The second edition of the seminar develops the discussions begun on December 1993, taking as its starting point the issues and goals highlighted by the Nobel Laureates who participated in the two-day debate.
The general framework remains that of the relationship between scientific progress, economic development and the emerging ethical issues associated with such change. The participants have been asked to reflect upon the intrinsic cultural value of science and on the need for the general public to play a more active role in setting the goals and ethical limits of research and its applications, with a view to overcoming conflict and strengthening international cooperation. This scenario can not ignore the strategic importance of education nor training and the impact of changes wrought by innovation in the world of production and work.
Technological Advancement, Employment and the Distribution of Income between Labor and Capital
Wednesday 7 December 1994
  1. The introduction in England of the first steam engine marked the beginning of the great industrial revolution that propelled successive waves of technological advancement that created the modern society in which we live today.
  2. Modern technology increased step-by-step the role of natural resources and of more and more efficient kinds of machinery while reducing, at the same time, the role of direct human labor in production, transportation, and distribution of all kinds of goods and services.
  3. Nevertheless, in the course of the last hundred and fifty years the explosive growth of output made possible by adoption of the new technologies has led to an increase in the total demand for human labor and consequently a substantive rise in its price - that is the level of real wages.

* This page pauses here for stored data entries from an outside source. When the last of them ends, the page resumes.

use std::{
    fs::File,
    io::{BufRead, BufReader, ErrorKind},
    path::Path,
};

use log::debug;
use regex::Regex;

use crate::error::Error;
use crate::usage::collector::DuCollector;

#[derive(Clone, Debug, PartialEq)]
pub struct Configuration {
    pub target: String,
    pub length: usize,
    pub human_readable: bool,
    pub du_program: String,
}

impl Configuration {
    pub const DEFAULT_LENGTH: usize = 20;
    pub const DEFAULT_TARGET: &'static str = ".";
    pub const FILE_NAME: &'static str = "duim.conf";

    pub fn new() -> Configuration {
        Configuration {
            target: String::from(Self::DEFAULT_TARGET),
            length: Self::DEFAULT_LENGTH,
            human_readable: false,
            du_program: String::from(DuCollector::DEFAULT_PROGRAM),
        }
    }

    /// Replaces a leading `~` with the home directory of the current user.
    pub fn expand_home(filename: &str) -> String {
        let rest = match filename.strip_prefix('~') {
            Some(rest) => rest,
            None => return String::from(filename),
        };
        match dirs::home_dir() {
            Some(home_dir) => match home_dir.to_str() {
                Some(home) => format!("{}{}", home, rest),
                None => String::from(filename),
            },
            None => String::from(filename),
        }
    }

    /// Picks the config file to read: the explicit one if given, otherwise
    /// the first of `./duim.conf`, `~/.duim.conf` and `/etc/duim.conf`.
    pub fn find_file(explicit: Option<&str>) -> Result<Option<String>, Error> {
        if let Some(file) = explicit {
            let normalized_file = Self::expand_home(file);
            if !Path::new(&normalized_file).exists() {
                return Err(Error::Configuration(format!(
                    "config file '{}' doesn't exist.",
                    file
                )));
            }
            return Ok(Some(normalized_file));
        }

        let candidates = [
            String::from(Self::FILE_NAME),
            Self::expand_home(&format!("~/.{}", Self::FILE_NAME)),
            format!("/etc/{}", Self::FILE_NAME),
        ];
        Ok(candidates
            .into_iter()
            .find(|candidate| Path::new(candidate).exists()))
    }

    pub fn load_file(&mut self, filename: &str) -> Result<(), Error> {
        debug!("read settings from {}", filename);
        let file = match File::open(filename) {
            Ok(file) => file,
            Err(why) => match why.kind() {
                ErrorKind::NotFound => {
                    return Err(Error::Configuration(format!(
                        "config file '{}' does not exist.",
                        filename
                    )))
                }
                _ => {
                    return Err(Error::Configuration(format!(
                        "unable to open config file '{}'",
                        filename
                    )))
                }
            },
        };

        for line in BufReader::new(file).lines() {
            let line = match line {
                Ok(line) => line,
                Err(_) => continue,
            };
            self.apply_line(&line)?;
        }

        Ok(())
    }

    /// Applies a single `key = value` line. Blank lines, comments and
    /// unknown keys are ignored.
    pub fn apply_line(&mut self, line: &str) -> Result<(), Error> {
        lazy_static! {
            static ref REGEX_SETTING: Regex =
                Regex::new(r"^\s*([A-Za-z_-]+)\s*=\s*(.*?)\s*$").unwrap();
        }

        let trimmed = line.trim();
        if trimmed.is_empty() || trimmed.starts_with('#') {
            return Ok(());
        }
        let captures = match REGEX_SETTING.captures(trimmed) {
            Some(captures) => captures,
            None => {
                debug!("ignoring config line: {}", line);
                return Ok(());
            }
        };
        let value = &captures[2];

        match captures[1].replace('-', "_").as_str() {
            "length" => match value.parse::<usize>() {
                Ok(length) => self.length = length,
                Err(_) => {
                    return Err(Error::Configuration(format!(
                        "invalid length value '{}'.",
                        value
                    )))
                }
            },
            "human_readable" => match Self::parse_bool(value) {
                Some(human_readable) => self.human_readable = human_readable,
                None => {
                    return Err(Error::Configuration(format!(
                        "invalid human_readable value '{}'.",
                        value
                    )))
                }
            },
            "du_program" => {
                if value.is_empty() {
                    return Err(Error::Configuration(String::from(
                        "du_program must not be empty.",
                    )));
                }
                self.du_program = Self::expand_home(value);
            }
            key => debug!("unknown config key: {}", key),
        }

        Ok(())
    }

    fn parse_bool(value: &str) -> Option<bool> {
        match value.to_lowercase().as_str() {
            "1" | "true" | "yes" | "on" | "enabled" => Some(true),
            "0" | "false" | "no" | "off" | "disabled" => Some(false),
            _ => None,
        }
    }
}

    Up to the beginning of the second world war the length of the labor day and labor year was gradually reduced because workers preferred to use the part of their increasing purchasing power on having more leisure time.
  4. Powerful trade unions by exercising their monopolistic power were able to secure wage levels and conditions of employment more favorable than would have prevailed under perfect competitive labor markets. Modern machinery is rapidly depriving them of the ability to do so.
  5. It will become more and more profitable, as a result of the latest wave of technological innovation, to replace even highly trained workers by more and more sophisticated electronic equipment.
  6. Advanced countries are already entering the age of automation and there can be little doubt that the less developed economies will follow them soon.
    Exhaustion of natural resources, rapidly increasing costs of indispensable environmental protection, combined with falling birth rates will probably lead to a gradual reduction of the present rate of overall economic growth.
  7. There is on the other hand no reason to believe that the adoption by competitive market economies of more efficient labor saving methods of production will not continue; it possibly will even accelerate.
  8. The question which I would like to ask is: how will our economy, or rather our society, adjust itself to steadily shrinking demand for human labour?
  9. Had the free operation of the market forces led to the situation in which the income of each member of the society consisted in approximately the same proportion of wages and capital income, the twin problem of potential structural unemployment and more and more unequal distribution would obviously not exist. In the United States, the most successful of the competitive free market economies, structural unemployment seems to be increasing and so is the difference between the income of the upper income groups - depending mostly on return on invested capital - and the lower income groups living mostly on their wages.
  10. The answer to the question raised above seems to consist in supplementing the operation of the competitive market mechanism by transfer of income by such means as social insurance, free education and health care, as well as provision of other kinds of free services financed by taxes. In the United States more than twenty-five per cent of national income is now being redistributed in this way; in Europe as you know the percentage is certainly higher. What could be called surplus labor is being already absorbed by all the provision of essentially free public services.
  11. What will happen in the future cannot be predicted, but I venture to suggest that while the powerful driving force of a free competitive market mechanism will continue to operate, the distribution of larger and larger portions of national income and the allocation of larger and larger amounts of what might be called surplus labor will be determined by public institutions operating outside of it.


The resulting essay has been translated into Italian and published in the book Scienza e società. Dieci Nobel per il futuro. (Marsilio, Venezia 1995).